Sem muito que fazer, o caboclo começou a ficar apreensivo com sua saúde e, sobretudo, temeroso da chegada da morte.

Uma noite teve um pesadelo terrível – sonhou que estava morto e que, num cortejo sinistro, seria enterrado por dois homens que o conduziam a trote rápido, numa rede de defunto. O sonho era tão real que ele acordou pensando que, realmente, já estivesse morto. Apavorado acordou sua mulher que dormia tranqüila ao seu lado, dizendo:

— Mulher, acenda a luz e veja se estou morto!

A mulher acendeu a luz e percebeu o pavor na fisionomia dele, e, rindo por causa da loucura do marido, respondeu-lhe:

— Você está bem vivo. Toque seus pés e suas mãos. Eles estão quentinhos, não é? Se você estivesse morto, eles estariam gelados! Agora, trate de dormir e me deixe dormir também, pois ainda temos muitas horas de sono.

Ele ficou tranqüilo e dormiu e nos dias seguintes até esqueceu o que tinha acontecido.

Lá um dia, montado em seu burrico e levando o seu machado, ele saiu para cortar lenha no bosque que avizinhava sua casa. Antes de sair sua mulher o recomendou:

— Uma banda do céu já tem armação de frio e com certeza vai esfriar! Vista suas luvas, coloque um agasalho, o gorro de lã e suas botas!

De fato, foi só o caboclo chegar ao bosque, correu uma neblina amarelada e começou a fazer um frio intenso! Ele amarrou o burrico em uma árvore, e, tirando a luva, começou a recolher gravetos. Um vento muito forte lhe arrancou o gorro e quando ele tentou segurá-lo encostou a mão na testa e, naturalmente, estava muito fria. Apavorado, lembrou-se daquela noite quando havia dito que se as mãos estivessem geladas e os pés também, certamente, estaria morto! Arrancou depressa as botas e verificou que os pés, também, estavam gelados. Não teve dúvidas e soltou um grito:

— Morri! E agora o que eu faço? Se voltar para casa, morto, vou assustar minha mulher. Se ficar zanzando pelo bosque vou assustar quem me encontrar. Bom, o que eu tenho a fazer é o que todo morto faz: deitar, bem quieto, com os olhos fechados.
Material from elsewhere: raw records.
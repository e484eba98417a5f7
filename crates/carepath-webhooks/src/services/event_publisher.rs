//! Durable fan-out of domain events to matching subscriptions.
//!
//! Publishing only enqueues: one `pending` delivery per active subscription
//! of the tenant that wants the event. The retry scheduler sends them.

use std::sync::Arc;

use carepath_core::{DeliveryId, EventId, TenantId};
use chrono::{DateTime, Utc};

use crate::error::WebhookError;
use crate::events::{WebhookEvent, WebhookPayload};
use crate::models::WebhookDelivery;
use crate::store::{DeliveryStore, SubscriptionStore};

/// What a publish call enqueued.
#[derive(Debug, Clone, PartialEq, Eq)]
pub struct PublishReceipt {
    pub event_id: EventId,
    pub delivery_ids: Vec<DeliveryId>,
}

impl PublishReceipt {
    pub fn delivery_count(&self) -> usize {
        self.delivery_ids.len()
    }
}

#[derive(Clone)]
pub struct EventPublisher {
    subscriptions: Arc<dyn SubscriptionStore>,
    deliveries: Arc<dyn DeliveryStore>,
}

impl EventPublisher {
    pub fn new(
        subscriptions: Arc<dyn SubscriptionStore>,
        deliveries: Arc<dyn DeliveryStore>,
    ) -> Self {
        Self {
            subscriptions,
            deliveries,
        }
    }

    /// Fan `event` out to every active subscription of `tenant_id` that wants it.
    ///
    /// Zero matches is a no-op. A store failure is returned to the caller;
    /// deliveries written before the failure stay in place.
    pub async fn publish_event(
        &self,
        tenant_id: TenantId,
        event: &WebhookEvent,
    ) -> Result<PublishReceipt, WebhookError> {
        self.publish_event_at(tenant_id, event, Utc::now()).await
    }

    pub async fn publish_event_at(
        &self,
        tenant_id: TenantId,
        event: &WebhookEvent,
        now: DateTime<Utc>,
    ) -> Result<PublishReceipt, WebhookError> {
        if tenant_id.is_nil() {
            return Err(WebhookError::Validation(
                "tenant_id must not be empty".to_string(),
            ));
        }

        let event_type = event.event_type();
        let event_id = EventId::new();

        let subscriptions = self
            .subscriptions
            .find_active_by_event_type(tenant_id, event_type)
            .await?;

        if subscriptions.is_empty() {
            tracing::debug!(
                target: "webhook_delivery",
                event_id = %event_id,
                event_type = %event_type,
                tenant_id = %tenant_id,
                "No active subscriptions match event type"
            );
            return Ok(PublishReceipt {
                event_id,
                delivery_ids: Vec::new(),
            });
        }

        // Serialized once; every delivery of this event carries the same bytes.
        let payload_json =
            WebhookPayload::new(event_id, tenant_id, now, event)?.to_canonical_json()?;

        let mut delivery_ids = Vec::with_capacity(subscriptions.len());
        for subscription in subscriptions
            .iter()
            .filter(|s| s.receives(tenant_id, event_type))
        {
            let delivery = WebhookDelivery::pending(
                subscription,
                event_id,
                event_type,
                payload_json.clone(),
                now,
            );

            if let Err(e) = self.deliveries.insert_delivery(&delivery).await {
                tracing::error!(
                    target: "webhook_delivery",
                    event_id = %event_id,
                    subscription_id = %subscription.id,
                    tenant_id = %tenant_id,
                    created = delivery_ids.len(),
                    error = %e,
                    "Failed to create delivery record"
                );
                return Err(e.into());
            }
            delivery_ids.push(delivery.id);
        }

        tracing::info!(
            target: "webhook_delivery",
            event_id = %event_id,
            event_type = %event_type,
            tenant_id = %tenant_id,
            delivery_count = delivery_ids.len(),
            "Event enqueued for webhook delivery"
        );

        Ok(PublishReceipt {
            event_id,
            delivery_ids,
        })
    }
}
//! Axum router setup for webhook endpoints.

use std::sync::Arc;

use axum::{
    routing::{get, post},
    Router,
};

use crate::config::WebhookConfig;
use crate::handlers::{deliveries, subscriptions};
use crate::services::delivery_service::DeliveryService;
use crate::services::subscription_service::SubscriptionService;
use crate::store::{DeliveryStore, SubscriptionStore};

/// Shared state for webhook handlers.
#[derive(Clone)]
pub struct WebhooksState {
    pub subscription_service: Arc<SubscriptionService>,
    pub delivery_service: Arc<DeliveryService>,
}

impl WebhooksState {
    pub fn new(
        subscriptions: Arc<dyn SubscriptionStore>,
        deliveries: Arc<dyn DeliveryStore>,
        config: &WebhookConfig,
    ) -> Self {
        Self {
            subscription_service: Arc::new(SubscriptionService::from_config(
                subscriptions.clone(),
                config,
            )),
            delivery_service: Arc::new(DeliveryService::new(subscriptions, deliveries)),
        }
    }
}

/// Creates the webhook router with all routes.
///
/// Handlers expect an `Extension<TenantId>` installed by outer middleware.
pub fn webhooks_router(state: WebhooksState) -> Router {
    Router::new()
        // Subscription CRUD
        .route(
            "/webhooks/subscriptions",
            post(subscriptions::create_subscription_handler)
                .get(subscriptions::list_subscriptions_handler),
        )
        .route(
            "/webhooks/subscriptions/:id",
            get(subscriptions::get_subscription_handler)
                .patch(subscriptions::update_subscription_handler)
                .delete(subscriptions::delete_subscription_handler),
        )
        // Lifecycle
        .route(
            "/webhooks/subscriptions/:id/activate",
            post(subscriptions::activate_subscription_handler),
        )
        .route(
            "/webhooks/subscriptions/:id/deactivate",
            post(subscriptions::deactivate_subscription_handler),
        )
        .route(
            "/webhooks/subscriptions/:id/rotate-secret",
            post(subscriptions::rotate_secret_handler),
        )
        // Event types
        .route(
            "/webhooks/event-types",
            get(subscriptions::list_event_types_handler),
        )
        // Delivery history
        .route(
            "/webhooks/subscriptions/:id/deliveries",
            get(deliveries::list_deliveries_handler),
        )
        .route(
            "/webhooks/subscriptions/:id/deliveries/:delivery_id",
            get(deliveries::get_delivery_handler),
        )
        .route(
            "/webhooks/subscriptions/:id/deliveries/:delivery_id/replay",
            post(deliveries::replay_delivery_handler),
        )
        .with_state(state)
}
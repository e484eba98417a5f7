//! Row models for webhook tables.

pub mod webhook_delivery;
pub mod webhook_subscription;

pub use webhook_delivery::WebhookDeliveryRow;
pub use webhook_subscription::WebhookSubscriptionRow;
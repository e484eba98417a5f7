//! Single delivery attempt: sign, POST, classify.
//!
//! The dispatcher never touches storage. It takes a claimed delivery and its
//! subscription, performs at most one HTTP call and returns the delivery with
//! its next state applied. Persisting that state is the scheduler's job.

use std::time::{Duration, Instant};

use chrono::{DateTime, Utc};
use reqwest::header::{HeaderMap, HeaderValue, CONTENT_TYPE};
use reqwest::Client;

use crate::crypto;
use crate::error::WebhookError;
use crate::models::{AttemptRecord, WebhookDelivery, WebhookSubscription};
use crate::retry::{BackoffStrategy, RetryDecision};

pub const SIGNATURE_HEADER: &str = "X-Webhook-Signature";
pub const EVENT_HEADER: &str = "X-Webhook-Event";
pub const DELIVERY_ID_HEADER: &str = "X-Webhook-Delivery-Id";
pub const ATTEMPT_HEADER: &str = "X-Webhook-Attempt";

pub const INACTIVE_SUBSCRIPTION_ERROR: &str = "subscription inactive";

const USER_AGENT: &str = concat!("carepath-webhooks/", env!("CARGO_PKG_VERSION"));

/// How an attempt ended.
#[derive(Debug, Clone, Copy, PartialEq, Eq)]
pub enum AttemptOutcome {
    Delivered,
    Retrying,
    Failed,
    /// The delivery was already terminal; nothing was done.
    Skipped,
}

/// The delivery after the attempt, and what happened.
#[derive(Debug, Clone)]
pub struct AttemptResult {
    pub delivery: WebhookDelivery,
    pub outcome: AttemptOutcome,
    /// Whether an HTTP request was sent.
    pub dispatched: bool,
}

/// Performs signed HTTP delivery attempts.
#[derive(Clone)]
pub struct Dispatcher {
    http_client: Client,
    encryption_key: Vec<u8>,
    backoff: BackoffStrategy,
    request_timeout: Duration,
}

impl Dispatcher {
    /// Create a dispatcher whose requests time out after `request_timeout`.
    ///
    /// # Errors
    ///
    /// Returns `WebhookError::Internal` if the HTTP client cannot be built.
    pub fn new(encryption_key: Vec<u8>, request_timeout: Duration) -> Result<Self, WebhookError> {
        let http_client = Client::builder()
            .timeout(request_timeout)
            .connect_timeout(request_timeout)
            .user_agent(USER_AGENT)
            .redirect(reqwest::redirect::Policy::none())
            .build()
            .map_err(|e| WebhookError::Internal(format!("Failed to build HTTP client: {e}")))?;

        Ok(Self {
            http_client,
            encryption_key,
            backoff: BackoffStrategy::default(),
            request_timeout,
        })
    }

    pub fn with_backoff(mut self, backoff: BackoffStrategy) -> Self {
        self.backoff = backoff;
        self
    }

    pub fn backoff(&self) -> BackoffStrategy {
        self.backoff
    }

    /// Run one attempt of `delivery` against `subscription` at `now`.
    ///
    /// An inactive subscription or an unreadable secret fails the delivery
    /// without an HTTP call and without consuming an attempt.
    pub async fn attempt(
        &self,
        delivery: &WebhookDelivery,
        subscription: &WebhookSubscription,
        now: DateTime<Utc>,
    ) -> AttemptResult {
        let mut delivery = delivery.clone();

        if delivery.is_terminal() {
            return AttemptResult {
                delivery,
                outcome: AttemptOutcome::Skipped,
                dispatched: false,
            };
        }

        if !subscription.is_active {
            tracing::info!(
                target: "webhook_delivery",
                delivery_id = %delivery.id,
                subscription_id = %subscription.id,
                tenant_id = %delivery.tenant_id,
                "Subscription inactive, failing delivery"
            );
            return fail_without_attempt(delivery, INACTIVE_SUBSCRIPTION_ERROR, now);
        }

        // The secret is captured here, before the request is built; a rotation
        // racing with this attempt only affects later attempts.
        let decrypted = crypto::decrypt_secret(&subscription.secret_encrypted, &self.encryption_key);
        let secret = match decrypted {
            Ok(secret) => secret,
            Err(e) => {
                tracing::error!(
                    target: "webhook_delivery",
                    delivery_id = %delivery.id,
                    subscription_id = %subscription.id,
                    error = %e,
                    "Failed to decrypt subscription secret"
                );
                return fail_without_attempt(delivery, "signing secret unavailable", now);
            }
        };

        let attempt_number = match delivery.begin_attempt() {
            Ok(n) => n,
            Err(_) => {
                return AttemptResult {
                    delivery,
                    outcome: AttemptOutcome::Skipped,
                    dispatched: false,
                }
            }
        };

        let body = delivery.payload_json.clone().into_bytes();
        let headers = build_headers(&delivery, &secret, &body, attempt_number);

        let start = Instant::now();
        let result = self
            .http_client
            .post(&delivery.target_url)
            .headers(headers)
            .body(body)
            .send()
            .await;

        let response = match result {
            Ok(response) => {
                let status_code = response.status().as_u16();
                let body = response.text().await.unwrap_or_default();
                Ok((status_code, body))
            }
            Err(e) => Err(e),
        };
        let elapsed = start.elapsed();
        let latency_ms = u32::try_from(elapsed.as_millis()).unwrap_or(u32::MAX);
        let finished_at =
            now + chrono::Duration::from_std(elapsed).unwrap_or_else(|_| chrono::Duration::zero());

        match response {
            Ok((status_code, body)) if (200..300).contains(&status_code) => {
                tracing::info!(
                    target: "webhook_delivery",
                    delivery_id = %delivery.id,
                    subscription_id = %subscription.id,
                    tenant_id = %delivery.tenant_id,
                    event_id = %delivery.event_id,
                    event_type = %delivery.event_type,
                    response_code = status_code,
                    latency_ms,
                    attempt_number,
                    "Webhook delivery succeeded"
                );
                match delivery.mark_delivered(status_code, Some(body), latency_ms, finished_at) {
                    Ok(()) => AttemptResult {
                        delivery,
                        outcome: AttemptOutcome::Delivered,
                        dispatched: true,
                    },
                    Err(_) => AttemptResult {
                        delivery,
                        outcome: AttemptOutcome::Skipped,
                        dispatched: true,
                    },
                }
            }
            Ok((status_code, body)) => self.apply_failure(
                delivery,
                subscription,
                AttemptRecord {
                    status_code: Some(status_code),
                    response_body: Some(body),
                    error_message: format!("HTTP {status_code}"),
                    latency_ms: Some(latency_ms),
                },
                finished_at,
            ),
            Err(e) => {
                let error_message = if e.is_timeout() {
                    format!("Request timeout ({}s)", self.request_timeout.as_secs_f64())
                } else if e.is_connect() {
                    format!("Connection failed: {e}")
                } else {
                    format!("Request error: {e}")
                };
                self.apply_failure(
                    delivery,
                    subscription,
                    AttemptRecord {
                        status_code: None,
                        response_body: None,
                        error_message,
                        latency_ms: Some(latency_ms),
                    },
                    finished_at,
                )
            }
        }
    }

    fn apply_failure(
        &self,
        mut delivery: WebhookDelivery,
        subscription: &WebhookSubscription,
        attempt: AttemptRecord,
        now: DateTime<Utc>,
    ) -> AttemptResult {
        let error_message = attempt.error_message.clone();
        let decision = subscription
            .retry_policy()
            .decide(delivery.attempt_count, self.backoff, now);

        let (applied, outcome) = match decision {
            RetryDecision::RetryAt(next_retry_at) => {
                tracing::warn!(
                    target: "webhook_delivery",
                    delivery_id = %delivery.id,
                    subscription_id = %subscription.id,
                    tenant_id = %delivery.tenant_id,
                    attempt_number = delivery.attempt_count,
                    max_retries = subscription.max_retries,
                    next_retry_at = %next_retry_at,
                    error = %error_message,
                    "Webhook delivery failed, scheduling retry"
                );
                (
                    delivery.mark_retrying(attempt, next_retry_at, now),
                    AttemptOutcome::Retrying,
                )
            }
            RetryDecision::Exhausted => {
                tracing::warn!(
                    target: "webhook_delivery",
                    delivery_id = %delivery.id,
                    subscription_id = %subscription.id,
                    tenant_id = %delivery.tenant_id,
                    attempt_number = delivery.attempt_count,
                    error = %error_message,
                    "Webhook delivery failed, retry budget exhausted"
                );
                (delivery.mark_failed(attempt, now), AttemptOutcome::Failed)
            }
        };

        AttemptResult {
            delivery,
            outcome: if applied.is_ok() {
                outcome
            } else {
                AttemptOutcome::Skipped
            },
            dispatched: true,
        }
    }
}

fn fail_without_attempt(
    mut delivery: WebhookDelivery,
    reason: &str,
    now: DateTime<Utc>,
) -> AttemptResult {
    let outcome = match delivery.mark_failed(AttemptRecord::classification(reason), now) {
        Ok(()) => AttemptOutcome::Failed,
        Err(_) => AttemptOutcome::Skipped,
    };
    AttemptResult {
        delivery,
        outcome,
        dispatched: false,
    }
}

fn build_headers(
    delivery: &WebhookDelivery,
    secret: &str,
    body: &[u8],
    attempt_number: u32,
) -> HeaderMap {
    let mut headers = HeaderMap::new();
    headers.insert(CONTENT_TYPE, HeaderValue::from_static("application/json"));
    headers.insert(
        EVENT_HEADER,
        HeaderValue::from_static(delivery.event_type.as_str()),
    );
    // Hex digests, UUIDs and integers are always valid header values.
    if let Ok(v) = HeaderValue::from_str(&crypto::signature_header_value(secret, body)) {
        headers.insert(SIGNATURE_HEADER, v);
    }
    if let Ok(v) = HeaderValue::from_str(&delivery.id.to_string()) {
        headers.insert(DELIVERY_ID_HEADER, v);
    }
    headers.insert(ATTEMPT_HEADER, HeaderValue::from(attempt_number));
    headers
}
Assim, deitou-se no chão gelado, olhos bem fechados, as mãos em cruz sobre o peito e não se moveu mais.

Passado algum tempo, lobos famintos, descobriram o burrico amarado na árvore e avançaram sobre ele. O burrico zurrou e deu coices, mas foi presa fácil, pois estava amarrado e, em poucos minutos, foi devorado.

O homem pensou:

— Que sorte têm esses animas, se estivesse vivo, eu, no mínimo, pegava meu machado e acabava com esses animais em poucos segundos!.

O homem ficou muito triste, pois o burrico o acompanhava há muitos anos.

A matilha, insaciável, prosseguiu rondando o lugar e logo viu o homem imóvel e foi se aproximando no antepé, acautelando-se, já salivando com o novo petisco.

O homem pensou:

— É agora vão acabar comigo! Ah! Mas se eu estivesse vivo a história seria diferente! Eles teriam uma bela surpresa... daria cabo deles em um piscar de olhos!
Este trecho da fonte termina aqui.